*** Opening DATA EXTRACT ***

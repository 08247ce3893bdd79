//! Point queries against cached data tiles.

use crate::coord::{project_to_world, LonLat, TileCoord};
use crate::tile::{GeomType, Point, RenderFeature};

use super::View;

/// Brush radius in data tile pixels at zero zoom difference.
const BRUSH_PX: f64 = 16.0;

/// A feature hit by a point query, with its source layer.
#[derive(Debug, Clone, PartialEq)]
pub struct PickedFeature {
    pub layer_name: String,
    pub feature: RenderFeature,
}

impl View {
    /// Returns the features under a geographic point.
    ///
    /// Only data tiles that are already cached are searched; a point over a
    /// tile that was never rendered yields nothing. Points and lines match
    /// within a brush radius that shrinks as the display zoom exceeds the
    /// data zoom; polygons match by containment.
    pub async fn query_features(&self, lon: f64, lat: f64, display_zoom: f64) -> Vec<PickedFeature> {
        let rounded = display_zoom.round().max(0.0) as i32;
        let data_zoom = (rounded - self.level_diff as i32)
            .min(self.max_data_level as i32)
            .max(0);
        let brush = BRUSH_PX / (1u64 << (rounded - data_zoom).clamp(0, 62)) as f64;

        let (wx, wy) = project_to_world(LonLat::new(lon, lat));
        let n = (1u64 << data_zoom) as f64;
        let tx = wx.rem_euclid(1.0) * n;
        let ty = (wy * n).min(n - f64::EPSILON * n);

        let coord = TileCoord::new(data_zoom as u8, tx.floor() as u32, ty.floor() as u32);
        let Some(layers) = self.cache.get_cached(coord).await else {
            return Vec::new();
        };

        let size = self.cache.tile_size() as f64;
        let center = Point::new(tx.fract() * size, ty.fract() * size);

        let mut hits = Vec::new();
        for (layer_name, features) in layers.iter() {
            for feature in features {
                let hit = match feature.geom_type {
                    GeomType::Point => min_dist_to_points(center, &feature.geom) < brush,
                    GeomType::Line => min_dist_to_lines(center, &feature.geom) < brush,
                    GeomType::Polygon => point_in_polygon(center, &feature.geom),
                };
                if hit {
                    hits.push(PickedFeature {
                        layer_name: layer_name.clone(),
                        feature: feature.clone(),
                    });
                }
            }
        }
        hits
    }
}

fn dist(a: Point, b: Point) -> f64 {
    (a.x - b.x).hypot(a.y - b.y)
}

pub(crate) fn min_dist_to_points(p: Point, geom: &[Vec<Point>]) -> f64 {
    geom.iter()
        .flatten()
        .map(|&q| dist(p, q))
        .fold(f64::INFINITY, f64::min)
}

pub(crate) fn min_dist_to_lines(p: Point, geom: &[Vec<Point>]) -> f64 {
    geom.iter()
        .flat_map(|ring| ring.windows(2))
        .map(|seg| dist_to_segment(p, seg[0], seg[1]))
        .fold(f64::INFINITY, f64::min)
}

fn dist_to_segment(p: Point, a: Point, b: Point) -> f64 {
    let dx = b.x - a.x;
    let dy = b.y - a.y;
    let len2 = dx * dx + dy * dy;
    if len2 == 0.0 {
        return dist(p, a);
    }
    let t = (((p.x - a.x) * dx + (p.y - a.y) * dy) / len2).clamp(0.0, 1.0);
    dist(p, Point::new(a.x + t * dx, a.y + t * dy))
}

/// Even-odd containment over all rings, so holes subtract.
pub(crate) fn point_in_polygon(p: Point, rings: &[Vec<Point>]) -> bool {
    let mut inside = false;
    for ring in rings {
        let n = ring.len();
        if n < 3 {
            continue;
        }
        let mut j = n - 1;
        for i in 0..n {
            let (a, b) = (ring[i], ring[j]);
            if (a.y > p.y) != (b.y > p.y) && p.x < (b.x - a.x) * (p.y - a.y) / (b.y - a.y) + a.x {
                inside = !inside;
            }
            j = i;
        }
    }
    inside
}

*** Closing DATA EXTRACT ***
*** Opening DATA EXTRACT ***

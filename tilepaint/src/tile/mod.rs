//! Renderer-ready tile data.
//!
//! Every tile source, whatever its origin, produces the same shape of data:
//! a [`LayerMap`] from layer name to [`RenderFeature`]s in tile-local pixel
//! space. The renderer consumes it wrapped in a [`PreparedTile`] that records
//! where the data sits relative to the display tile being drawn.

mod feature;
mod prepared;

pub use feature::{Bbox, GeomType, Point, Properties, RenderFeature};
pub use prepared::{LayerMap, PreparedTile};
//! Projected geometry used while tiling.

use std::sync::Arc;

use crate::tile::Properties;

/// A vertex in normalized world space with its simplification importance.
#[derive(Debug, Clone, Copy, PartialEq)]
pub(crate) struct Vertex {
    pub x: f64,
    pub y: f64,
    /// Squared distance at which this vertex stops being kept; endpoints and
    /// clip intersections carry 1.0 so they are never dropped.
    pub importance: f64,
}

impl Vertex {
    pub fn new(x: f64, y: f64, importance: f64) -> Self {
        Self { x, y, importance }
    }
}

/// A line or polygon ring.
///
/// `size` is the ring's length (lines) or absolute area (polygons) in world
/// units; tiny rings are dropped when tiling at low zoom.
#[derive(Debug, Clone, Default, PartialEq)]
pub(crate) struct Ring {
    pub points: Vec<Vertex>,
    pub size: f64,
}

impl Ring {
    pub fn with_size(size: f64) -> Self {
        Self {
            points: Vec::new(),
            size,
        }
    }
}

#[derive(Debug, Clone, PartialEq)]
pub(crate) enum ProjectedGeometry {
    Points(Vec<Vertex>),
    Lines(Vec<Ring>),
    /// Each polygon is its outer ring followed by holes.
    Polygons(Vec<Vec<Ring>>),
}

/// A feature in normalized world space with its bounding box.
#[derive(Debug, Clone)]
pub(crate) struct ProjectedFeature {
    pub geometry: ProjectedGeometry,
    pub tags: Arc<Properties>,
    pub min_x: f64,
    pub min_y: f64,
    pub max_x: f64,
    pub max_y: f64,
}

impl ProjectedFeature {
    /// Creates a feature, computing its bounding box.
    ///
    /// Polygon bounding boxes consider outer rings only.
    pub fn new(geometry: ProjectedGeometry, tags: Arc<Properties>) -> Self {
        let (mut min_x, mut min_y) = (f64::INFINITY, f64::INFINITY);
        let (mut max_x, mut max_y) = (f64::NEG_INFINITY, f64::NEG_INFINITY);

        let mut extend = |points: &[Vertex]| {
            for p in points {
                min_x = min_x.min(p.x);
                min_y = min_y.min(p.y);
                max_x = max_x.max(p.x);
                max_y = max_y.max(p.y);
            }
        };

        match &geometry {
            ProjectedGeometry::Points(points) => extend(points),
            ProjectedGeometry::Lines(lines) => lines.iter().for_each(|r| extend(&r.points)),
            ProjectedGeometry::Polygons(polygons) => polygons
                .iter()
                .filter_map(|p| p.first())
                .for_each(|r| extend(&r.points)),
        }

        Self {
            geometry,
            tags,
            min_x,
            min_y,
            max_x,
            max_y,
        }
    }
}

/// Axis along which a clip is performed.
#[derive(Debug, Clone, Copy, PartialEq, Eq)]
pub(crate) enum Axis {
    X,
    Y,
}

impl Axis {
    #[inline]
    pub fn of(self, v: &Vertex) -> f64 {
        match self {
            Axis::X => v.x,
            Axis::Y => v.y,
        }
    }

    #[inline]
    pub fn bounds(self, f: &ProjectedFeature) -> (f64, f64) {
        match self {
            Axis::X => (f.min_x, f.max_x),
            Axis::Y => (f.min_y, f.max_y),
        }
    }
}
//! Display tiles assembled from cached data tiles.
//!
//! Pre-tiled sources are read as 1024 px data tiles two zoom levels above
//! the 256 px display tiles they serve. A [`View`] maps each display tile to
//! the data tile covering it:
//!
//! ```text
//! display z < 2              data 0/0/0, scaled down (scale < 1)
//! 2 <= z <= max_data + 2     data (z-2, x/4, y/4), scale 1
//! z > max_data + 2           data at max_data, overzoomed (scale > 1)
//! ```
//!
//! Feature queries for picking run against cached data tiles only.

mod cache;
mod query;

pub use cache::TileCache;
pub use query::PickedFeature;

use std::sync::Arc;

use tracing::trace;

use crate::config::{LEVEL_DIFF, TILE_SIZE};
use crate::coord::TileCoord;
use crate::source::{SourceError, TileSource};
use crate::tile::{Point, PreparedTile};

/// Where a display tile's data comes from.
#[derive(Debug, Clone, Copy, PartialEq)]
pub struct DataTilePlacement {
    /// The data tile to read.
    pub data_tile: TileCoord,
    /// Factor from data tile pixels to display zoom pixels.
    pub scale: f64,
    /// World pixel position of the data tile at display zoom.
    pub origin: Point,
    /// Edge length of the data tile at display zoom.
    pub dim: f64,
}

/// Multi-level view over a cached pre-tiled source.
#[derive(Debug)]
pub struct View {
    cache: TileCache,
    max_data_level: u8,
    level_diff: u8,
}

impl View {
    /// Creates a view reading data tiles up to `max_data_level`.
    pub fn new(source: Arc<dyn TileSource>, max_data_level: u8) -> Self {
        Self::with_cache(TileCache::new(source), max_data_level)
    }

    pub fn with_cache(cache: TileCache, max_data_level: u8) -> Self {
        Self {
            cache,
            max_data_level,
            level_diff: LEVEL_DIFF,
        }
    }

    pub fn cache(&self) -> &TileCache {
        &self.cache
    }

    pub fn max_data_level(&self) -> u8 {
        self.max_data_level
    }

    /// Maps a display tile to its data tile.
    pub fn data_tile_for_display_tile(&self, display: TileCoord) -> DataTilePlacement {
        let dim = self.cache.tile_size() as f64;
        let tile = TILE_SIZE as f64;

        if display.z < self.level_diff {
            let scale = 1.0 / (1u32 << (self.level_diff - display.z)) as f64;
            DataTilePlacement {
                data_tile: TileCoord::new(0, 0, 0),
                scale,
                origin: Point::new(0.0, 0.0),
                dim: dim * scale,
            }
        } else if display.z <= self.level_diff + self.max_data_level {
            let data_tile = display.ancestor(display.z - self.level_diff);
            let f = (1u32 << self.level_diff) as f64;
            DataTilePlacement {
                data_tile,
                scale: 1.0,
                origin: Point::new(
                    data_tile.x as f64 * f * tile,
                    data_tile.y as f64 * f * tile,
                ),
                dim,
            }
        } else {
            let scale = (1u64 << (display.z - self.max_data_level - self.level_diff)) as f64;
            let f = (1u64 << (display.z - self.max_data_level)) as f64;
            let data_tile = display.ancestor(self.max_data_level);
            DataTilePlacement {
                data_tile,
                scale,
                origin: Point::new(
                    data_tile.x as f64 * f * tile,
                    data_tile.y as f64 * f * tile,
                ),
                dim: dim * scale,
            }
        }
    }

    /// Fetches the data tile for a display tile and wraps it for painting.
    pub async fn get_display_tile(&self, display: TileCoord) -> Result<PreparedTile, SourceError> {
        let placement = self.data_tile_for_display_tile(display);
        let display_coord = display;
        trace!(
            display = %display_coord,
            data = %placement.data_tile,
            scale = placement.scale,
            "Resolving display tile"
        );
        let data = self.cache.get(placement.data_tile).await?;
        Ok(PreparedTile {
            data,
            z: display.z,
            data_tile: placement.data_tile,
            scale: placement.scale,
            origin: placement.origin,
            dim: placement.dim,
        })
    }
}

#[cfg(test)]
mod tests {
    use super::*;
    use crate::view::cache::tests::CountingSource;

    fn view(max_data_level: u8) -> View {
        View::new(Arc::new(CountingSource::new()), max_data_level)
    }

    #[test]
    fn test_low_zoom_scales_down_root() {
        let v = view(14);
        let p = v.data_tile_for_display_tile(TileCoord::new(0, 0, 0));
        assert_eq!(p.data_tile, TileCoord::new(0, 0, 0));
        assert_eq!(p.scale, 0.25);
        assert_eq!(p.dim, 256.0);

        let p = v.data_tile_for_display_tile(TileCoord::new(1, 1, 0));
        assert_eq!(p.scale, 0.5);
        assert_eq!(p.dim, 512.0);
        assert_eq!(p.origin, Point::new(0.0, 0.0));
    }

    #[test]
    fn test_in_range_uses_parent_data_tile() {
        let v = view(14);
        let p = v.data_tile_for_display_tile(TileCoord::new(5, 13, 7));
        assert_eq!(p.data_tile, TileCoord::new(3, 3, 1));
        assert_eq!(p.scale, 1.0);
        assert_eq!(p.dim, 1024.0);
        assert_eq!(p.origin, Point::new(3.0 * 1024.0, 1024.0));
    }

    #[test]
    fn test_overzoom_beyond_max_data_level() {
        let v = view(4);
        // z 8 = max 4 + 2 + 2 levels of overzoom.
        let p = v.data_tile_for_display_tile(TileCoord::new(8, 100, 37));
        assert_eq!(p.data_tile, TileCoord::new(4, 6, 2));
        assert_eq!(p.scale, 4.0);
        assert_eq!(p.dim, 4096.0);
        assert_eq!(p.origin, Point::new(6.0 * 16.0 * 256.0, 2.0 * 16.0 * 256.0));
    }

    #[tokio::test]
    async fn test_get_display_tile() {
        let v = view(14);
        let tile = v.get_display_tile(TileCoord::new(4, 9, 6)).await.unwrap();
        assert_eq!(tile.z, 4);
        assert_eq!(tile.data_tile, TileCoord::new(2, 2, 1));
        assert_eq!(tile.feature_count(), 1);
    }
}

*** Closing DATA EXTRACT ***
*** Opening DATA EXTRACT ***

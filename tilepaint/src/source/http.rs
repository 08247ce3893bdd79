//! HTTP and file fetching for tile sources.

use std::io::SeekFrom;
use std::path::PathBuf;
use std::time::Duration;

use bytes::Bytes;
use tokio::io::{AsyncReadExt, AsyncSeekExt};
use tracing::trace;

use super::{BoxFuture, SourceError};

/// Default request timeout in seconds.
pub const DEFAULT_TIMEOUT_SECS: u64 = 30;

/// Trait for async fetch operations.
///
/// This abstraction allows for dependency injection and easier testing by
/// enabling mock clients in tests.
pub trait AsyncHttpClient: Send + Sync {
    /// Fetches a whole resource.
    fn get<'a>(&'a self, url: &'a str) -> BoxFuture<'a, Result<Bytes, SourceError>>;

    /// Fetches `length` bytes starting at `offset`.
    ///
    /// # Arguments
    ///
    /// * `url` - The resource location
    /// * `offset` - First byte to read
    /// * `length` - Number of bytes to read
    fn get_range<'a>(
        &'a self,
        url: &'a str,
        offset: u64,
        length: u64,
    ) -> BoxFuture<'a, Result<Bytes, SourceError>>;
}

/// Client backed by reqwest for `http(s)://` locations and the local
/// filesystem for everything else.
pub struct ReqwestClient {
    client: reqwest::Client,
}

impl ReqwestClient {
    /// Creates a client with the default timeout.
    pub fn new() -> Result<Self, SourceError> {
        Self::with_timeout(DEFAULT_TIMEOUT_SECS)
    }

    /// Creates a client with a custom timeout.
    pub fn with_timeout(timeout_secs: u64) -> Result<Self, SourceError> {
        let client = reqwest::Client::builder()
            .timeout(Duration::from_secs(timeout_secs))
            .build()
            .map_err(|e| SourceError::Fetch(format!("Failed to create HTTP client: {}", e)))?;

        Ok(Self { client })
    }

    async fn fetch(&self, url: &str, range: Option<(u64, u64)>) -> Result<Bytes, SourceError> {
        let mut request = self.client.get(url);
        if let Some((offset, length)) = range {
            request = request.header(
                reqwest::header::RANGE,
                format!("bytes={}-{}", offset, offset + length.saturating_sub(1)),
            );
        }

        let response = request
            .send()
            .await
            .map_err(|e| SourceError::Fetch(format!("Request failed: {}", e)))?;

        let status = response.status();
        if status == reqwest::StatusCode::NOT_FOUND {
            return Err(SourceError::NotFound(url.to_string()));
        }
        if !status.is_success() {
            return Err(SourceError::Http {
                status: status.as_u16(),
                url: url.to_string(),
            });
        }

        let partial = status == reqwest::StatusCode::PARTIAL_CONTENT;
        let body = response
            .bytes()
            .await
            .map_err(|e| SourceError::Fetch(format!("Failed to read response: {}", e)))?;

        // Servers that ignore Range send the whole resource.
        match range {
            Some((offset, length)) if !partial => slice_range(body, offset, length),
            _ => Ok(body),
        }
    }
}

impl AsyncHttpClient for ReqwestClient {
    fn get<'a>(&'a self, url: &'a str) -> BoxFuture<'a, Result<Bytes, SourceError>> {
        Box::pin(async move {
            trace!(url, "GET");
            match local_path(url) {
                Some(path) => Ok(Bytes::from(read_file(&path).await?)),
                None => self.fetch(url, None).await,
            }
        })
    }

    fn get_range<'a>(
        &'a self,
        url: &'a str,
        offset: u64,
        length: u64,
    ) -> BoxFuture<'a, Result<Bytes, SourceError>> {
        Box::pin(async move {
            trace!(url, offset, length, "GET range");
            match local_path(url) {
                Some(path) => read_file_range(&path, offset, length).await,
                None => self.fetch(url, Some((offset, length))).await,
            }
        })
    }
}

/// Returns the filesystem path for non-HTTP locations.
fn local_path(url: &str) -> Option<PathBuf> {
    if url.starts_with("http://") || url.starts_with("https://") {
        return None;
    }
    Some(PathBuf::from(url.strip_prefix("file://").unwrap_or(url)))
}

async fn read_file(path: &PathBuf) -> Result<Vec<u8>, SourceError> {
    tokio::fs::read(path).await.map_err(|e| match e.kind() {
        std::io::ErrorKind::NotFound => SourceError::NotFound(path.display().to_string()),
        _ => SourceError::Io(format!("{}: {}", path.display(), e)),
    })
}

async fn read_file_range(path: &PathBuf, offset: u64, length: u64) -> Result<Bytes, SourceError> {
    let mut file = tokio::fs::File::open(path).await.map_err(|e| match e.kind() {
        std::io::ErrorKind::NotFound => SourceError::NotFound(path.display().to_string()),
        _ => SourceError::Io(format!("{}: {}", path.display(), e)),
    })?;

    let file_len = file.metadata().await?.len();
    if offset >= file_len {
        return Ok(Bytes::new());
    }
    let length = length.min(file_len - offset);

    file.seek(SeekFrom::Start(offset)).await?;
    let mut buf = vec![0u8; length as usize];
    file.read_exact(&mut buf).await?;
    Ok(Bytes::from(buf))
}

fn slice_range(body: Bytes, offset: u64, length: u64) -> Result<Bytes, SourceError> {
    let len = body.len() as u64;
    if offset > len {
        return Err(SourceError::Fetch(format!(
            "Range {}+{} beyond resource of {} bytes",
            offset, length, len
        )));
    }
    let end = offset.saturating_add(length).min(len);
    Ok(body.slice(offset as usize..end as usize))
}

*** Closing DATA EXTRACT ***

Take from the material above the lines running from the one with "file.read_exact(&mut buf).await?;" through the one with "if offset > len", and repeat them exactly, with nothing else.

◆ RESPONSE BOX
    file.read_exact(&mut buf).await?;
    Ok(Bytes::from(buf))
}

fn slice_range(body: Bytes, offset: u64, length: u64) -> Result<Bytes, SourceError> {
    let len = body.len() as u64;
    if offset > len {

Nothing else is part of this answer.